## Task to carry out
Search the listing for the word "carries" and copy every line where it turns up.

## Records shown
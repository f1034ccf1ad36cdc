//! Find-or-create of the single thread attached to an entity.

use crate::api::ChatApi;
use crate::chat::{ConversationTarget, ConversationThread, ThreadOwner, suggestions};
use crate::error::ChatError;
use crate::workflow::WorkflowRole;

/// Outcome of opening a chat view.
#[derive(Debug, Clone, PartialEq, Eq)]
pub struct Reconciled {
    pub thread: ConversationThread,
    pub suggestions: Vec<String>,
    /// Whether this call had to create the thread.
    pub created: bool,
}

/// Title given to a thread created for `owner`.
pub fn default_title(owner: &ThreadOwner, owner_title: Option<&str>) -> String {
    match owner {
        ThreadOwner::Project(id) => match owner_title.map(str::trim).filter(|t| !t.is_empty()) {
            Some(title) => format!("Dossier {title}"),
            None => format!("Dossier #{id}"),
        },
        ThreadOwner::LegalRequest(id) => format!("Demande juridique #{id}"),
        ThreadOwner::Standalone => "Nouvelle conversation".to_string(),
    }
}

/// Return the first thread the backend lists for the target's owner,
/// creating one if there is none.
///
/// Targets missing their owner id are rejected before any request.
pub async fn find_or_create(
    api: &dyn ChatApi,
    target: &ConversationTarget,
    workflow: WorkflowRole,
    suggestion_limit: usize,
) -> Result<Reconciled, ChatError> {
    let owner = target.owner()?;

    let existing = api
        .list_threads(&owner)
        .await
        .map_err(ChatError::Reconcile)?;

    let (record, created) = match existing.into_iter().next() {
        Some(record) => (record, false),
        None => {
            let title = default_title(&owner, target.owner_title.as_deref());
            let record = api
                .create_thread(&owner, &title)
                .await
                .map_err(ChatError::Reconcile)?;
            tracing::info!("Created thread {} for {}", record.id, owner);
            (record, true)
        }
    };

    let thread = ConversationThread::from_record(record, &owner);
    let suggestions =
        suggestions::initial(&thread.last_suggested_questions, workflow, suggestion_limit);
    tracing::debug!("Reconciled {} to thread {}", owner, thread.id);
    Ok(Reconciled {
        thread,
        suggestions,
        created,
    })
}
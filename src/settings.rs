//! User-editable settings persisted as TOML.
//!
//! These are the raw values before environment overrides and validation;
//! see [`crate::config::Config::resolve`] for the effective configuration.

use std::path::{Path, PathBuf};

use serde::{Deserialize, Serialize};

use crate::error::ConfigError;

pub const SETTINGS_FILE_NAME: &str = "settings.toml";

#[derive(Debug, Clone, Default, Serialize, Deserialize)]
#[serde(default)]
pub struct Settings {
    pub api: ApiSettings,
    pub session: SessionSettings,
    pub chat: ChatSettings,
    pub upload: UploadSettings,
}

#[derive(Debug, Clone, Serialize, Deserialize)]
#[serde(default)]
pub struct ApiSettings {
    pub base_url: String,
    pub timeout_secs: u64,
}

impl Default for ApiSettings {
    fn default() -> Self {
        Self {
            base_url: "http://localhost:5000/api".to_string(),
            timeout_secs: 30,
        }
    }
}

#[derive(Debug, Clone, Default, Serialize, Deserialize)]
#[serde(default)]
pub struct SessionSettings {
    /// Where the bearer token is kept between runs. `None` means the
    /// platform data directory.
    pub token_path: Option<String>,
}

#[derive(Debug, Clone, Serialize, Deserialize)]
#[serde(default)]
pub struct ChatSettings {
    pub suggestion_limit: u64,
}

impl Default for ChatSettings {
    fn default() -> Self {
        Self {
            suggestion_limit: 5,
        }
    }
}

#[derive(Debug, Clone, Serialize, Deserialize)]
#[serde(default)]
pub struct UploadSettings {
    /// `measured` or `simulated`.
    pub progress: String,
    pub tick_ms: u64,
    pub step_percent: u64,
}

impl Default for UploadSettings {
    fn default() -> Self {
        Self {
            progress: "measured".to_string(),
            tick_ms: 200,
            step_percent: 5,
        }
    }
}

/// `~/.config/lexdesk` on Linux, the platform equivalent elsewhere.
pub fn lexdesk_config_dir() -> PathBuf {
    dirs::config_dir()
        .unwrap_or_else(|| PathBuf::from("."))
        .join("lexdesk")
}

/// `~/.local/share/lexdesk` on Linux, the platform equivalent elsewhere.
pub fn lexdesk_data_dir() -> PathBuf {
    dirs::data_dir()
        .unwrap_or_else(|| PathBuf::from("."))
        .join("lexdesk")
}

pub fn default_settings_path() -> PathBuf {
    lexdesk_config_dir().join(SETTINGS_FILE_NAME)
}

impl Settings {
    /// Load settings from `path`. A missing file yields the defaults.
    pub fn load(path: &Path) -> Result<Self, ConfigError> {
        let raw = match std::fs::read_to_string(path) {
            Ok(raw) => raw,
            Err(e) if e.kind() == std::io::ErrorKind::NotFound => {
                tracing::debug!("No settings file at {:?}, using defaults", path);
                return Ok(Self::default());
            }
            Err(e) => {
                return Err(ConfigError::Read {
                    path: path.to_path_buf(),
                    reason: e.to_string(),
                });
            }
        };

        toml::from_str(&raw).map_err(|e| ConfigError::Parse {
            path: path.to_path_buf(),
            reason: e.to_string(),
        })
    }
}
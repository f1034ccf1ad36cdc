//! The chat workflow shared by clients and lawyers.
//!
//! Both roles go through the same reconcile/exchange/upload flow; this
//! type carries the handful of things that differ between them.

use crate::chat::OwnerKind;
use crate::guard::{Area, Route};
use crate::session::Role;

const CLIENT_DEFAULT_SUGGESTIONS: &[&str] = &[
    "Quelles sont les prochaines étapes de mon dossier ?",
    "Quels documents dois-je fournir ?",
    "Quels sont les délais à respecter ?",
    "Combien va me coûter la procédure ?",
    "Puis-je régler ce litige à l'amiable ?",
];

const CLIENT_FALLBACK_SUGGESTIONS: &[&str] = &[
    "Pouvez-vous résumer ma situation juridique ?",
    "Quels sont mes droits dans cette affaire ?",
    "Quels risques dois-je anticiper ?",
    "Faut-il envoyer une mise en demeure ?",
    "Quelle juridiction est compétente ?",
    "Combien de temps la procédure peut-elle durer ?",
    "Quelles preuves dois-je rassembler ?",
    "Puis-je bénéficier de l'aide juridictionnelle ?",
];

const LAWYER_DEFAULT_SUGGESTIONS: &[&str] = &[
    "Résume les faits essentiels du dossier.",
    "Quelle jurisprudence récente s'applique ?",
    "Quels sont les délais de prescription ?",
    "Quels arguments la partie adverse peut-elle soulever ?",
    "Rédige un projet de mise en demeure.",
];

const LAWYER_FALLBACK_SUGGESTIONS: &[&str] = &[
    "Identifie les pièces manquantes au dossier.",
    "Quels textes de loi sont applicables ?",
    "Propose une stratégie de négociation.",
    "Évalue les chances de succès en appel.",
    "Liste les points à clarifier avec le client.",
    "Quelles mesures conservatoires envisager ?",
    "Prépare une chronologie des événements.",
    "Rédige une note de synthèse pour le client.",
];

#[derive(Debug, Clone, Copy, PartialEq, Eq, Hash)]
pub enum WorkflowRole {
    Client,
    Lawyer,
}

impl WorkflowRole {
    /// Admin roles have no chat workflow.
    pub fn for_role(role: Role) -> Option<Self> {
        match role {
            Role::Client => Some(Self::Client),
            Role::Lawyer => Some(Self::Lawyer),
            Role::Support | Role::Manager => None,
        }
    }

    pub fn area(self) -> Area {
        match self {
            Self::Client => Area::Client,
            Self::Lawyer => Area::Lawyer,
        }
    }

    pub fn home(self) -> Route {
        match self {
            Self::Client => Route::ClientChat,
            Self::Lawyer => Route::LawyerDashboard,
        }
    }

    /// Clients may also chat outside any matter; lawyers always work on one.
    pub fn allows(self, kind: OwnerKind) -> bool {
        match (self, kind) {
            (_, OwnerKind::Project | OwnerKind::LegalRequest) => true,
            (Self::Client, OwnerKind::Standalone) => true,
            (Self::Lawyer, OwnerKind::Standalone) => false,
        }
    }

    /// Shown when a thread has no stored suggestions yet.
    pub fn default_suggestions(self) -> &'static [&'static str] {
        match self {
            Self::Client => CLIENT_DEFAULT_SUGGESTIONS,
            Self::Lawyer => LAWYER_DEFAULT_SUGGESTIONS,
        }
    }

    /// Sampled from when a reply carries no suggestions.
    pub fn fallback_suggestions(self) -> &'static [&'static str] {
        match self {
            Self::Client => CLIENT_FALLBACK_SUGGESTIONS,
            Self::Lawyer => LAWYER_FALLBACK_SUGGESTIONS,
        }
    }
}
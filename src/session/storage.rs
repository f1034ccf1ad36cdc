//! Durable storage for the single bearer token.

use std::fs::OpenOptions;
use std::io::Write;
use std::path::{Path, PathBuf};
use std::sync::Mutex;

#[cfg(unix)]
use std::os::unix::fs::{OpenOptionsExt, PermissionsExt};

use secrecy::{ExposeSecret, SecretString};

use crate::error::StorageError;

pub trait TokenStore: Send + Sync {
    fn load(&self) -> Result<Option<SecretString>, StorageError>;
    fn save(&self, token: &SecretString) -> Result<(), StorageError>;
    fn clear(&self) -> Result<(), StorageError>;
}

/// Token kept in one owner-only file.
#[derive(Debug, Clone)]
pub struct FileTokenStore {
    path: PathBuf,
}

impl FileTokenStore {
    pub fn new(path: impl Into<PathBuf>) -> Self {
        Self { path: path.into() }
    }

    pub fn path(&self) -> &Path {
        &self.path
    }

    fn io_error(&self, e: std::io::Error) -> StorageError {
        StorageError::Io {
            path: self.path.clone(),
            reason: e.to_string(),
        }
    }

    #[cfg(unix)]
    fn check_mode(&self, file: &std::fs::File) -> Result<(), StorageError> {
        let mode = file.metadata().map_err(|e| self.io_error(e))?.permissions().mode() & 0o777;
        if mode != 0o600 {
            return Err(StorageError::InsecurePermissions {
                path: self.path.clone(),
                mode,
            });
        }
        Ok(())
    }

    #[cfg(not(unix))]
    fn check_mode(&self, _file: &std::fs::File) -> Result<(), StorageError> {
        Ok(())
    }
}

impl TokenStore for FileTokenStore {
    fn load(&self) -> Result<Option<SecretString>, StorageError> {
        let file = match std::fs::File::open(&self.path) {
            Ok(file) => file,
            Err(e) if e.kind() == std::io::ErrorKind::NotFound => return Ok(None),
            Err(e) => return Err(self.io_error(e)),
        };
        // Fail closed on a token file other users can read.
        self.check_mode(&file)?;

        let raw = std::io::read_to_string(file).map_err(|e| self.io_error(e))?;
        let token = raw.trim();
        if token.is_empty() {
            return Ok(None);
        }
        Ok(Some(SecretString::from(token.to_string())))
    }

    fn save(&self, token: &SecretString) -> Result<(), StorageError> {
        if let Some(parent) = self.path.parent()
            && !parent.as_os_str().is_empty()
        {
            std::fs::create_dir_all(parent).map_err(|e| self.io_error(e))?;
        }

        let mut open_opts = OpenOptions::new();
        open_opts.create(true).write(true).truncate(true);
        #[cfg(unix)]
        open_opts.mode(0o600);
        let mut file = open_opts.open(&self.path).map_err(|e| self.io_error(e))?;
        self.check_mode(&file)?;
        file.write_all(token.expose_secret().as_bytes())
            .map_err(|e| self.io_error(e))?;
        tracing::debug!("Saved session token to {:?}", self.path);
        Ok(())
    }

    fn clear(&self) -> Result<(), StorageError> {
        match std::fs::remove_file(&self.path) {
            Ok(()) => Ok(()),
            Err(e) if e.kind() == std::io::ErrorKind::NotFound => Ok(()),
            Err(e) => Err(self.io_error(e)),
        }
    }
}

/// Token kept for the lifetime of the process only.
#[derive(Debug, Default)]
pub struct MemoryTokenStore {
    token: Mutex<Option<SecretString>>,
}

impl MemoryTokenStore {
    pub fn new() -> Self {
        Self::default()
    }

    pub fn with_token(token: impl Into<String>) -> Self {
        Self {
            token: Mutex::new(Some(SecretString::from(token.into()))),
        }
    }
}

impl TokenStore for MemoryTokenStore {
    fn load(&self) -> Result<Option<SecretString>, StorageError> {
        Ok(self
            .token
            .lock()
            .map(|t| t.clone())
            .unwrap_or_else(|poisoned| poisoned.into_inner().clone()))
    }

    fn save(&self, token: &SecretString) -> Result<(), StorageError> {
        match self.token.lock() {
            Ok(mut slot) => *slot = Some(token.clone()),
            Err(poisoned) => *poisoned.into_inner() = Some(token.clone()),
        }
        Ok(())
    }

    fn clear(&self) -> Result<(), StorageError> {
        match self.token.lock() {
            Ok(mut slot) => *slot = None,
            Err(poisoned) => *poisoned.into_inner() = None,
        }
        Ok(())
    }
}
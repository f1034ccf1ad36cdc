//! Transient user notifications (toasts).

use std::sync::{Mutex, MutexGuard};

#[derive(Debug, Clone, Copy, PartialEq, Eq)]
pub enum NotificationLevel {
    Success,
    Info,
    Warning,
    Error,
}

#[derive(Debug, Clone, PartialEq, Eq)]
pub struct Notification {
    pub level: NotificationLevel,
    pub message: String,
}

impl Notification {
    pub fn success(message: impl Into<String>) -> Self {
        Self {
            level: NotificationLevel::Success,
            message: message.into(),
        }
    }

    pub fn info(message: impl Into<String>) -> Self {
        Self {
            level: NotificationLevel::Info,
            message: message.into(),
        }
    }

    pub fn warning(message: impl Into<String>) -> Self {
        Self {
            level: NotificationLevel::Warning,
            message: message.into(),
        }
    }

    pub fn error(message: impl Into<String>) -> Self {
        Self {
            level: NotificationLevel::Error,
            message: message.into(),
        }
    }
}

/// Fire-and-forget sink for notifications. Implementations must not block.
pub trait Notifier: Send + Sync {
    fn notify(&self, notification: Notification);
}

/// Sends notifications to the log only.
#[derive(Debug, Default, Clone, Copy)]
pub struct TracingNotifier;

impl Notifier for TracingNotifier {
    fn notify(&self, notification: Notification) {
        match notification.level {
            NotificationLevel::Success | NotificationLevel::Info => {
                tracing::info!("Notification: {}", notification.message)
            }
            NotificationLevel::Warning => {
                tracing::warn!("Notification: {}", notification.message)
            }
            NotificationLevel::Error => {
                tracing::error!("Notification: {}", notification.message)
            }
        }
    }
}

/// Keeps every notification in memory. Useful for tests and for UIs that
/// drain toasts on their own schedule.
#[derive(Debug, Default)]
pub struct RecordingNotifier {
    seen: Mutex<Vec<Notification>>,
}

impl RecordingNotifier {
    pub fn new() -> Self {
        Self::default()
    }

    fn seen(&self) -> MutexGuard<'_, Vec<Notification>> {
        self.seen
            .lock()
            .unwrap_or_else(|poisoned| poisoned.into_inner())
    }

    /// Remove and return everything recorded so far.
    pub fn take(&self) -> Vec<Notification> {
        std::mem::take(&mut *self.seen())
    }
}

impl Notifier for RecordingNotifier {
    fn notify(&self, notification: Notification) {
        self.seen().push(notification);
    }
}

## Task output
//! type carries the handful of things that differ between them.
    /// Sampled from when a reply carries no suggestions.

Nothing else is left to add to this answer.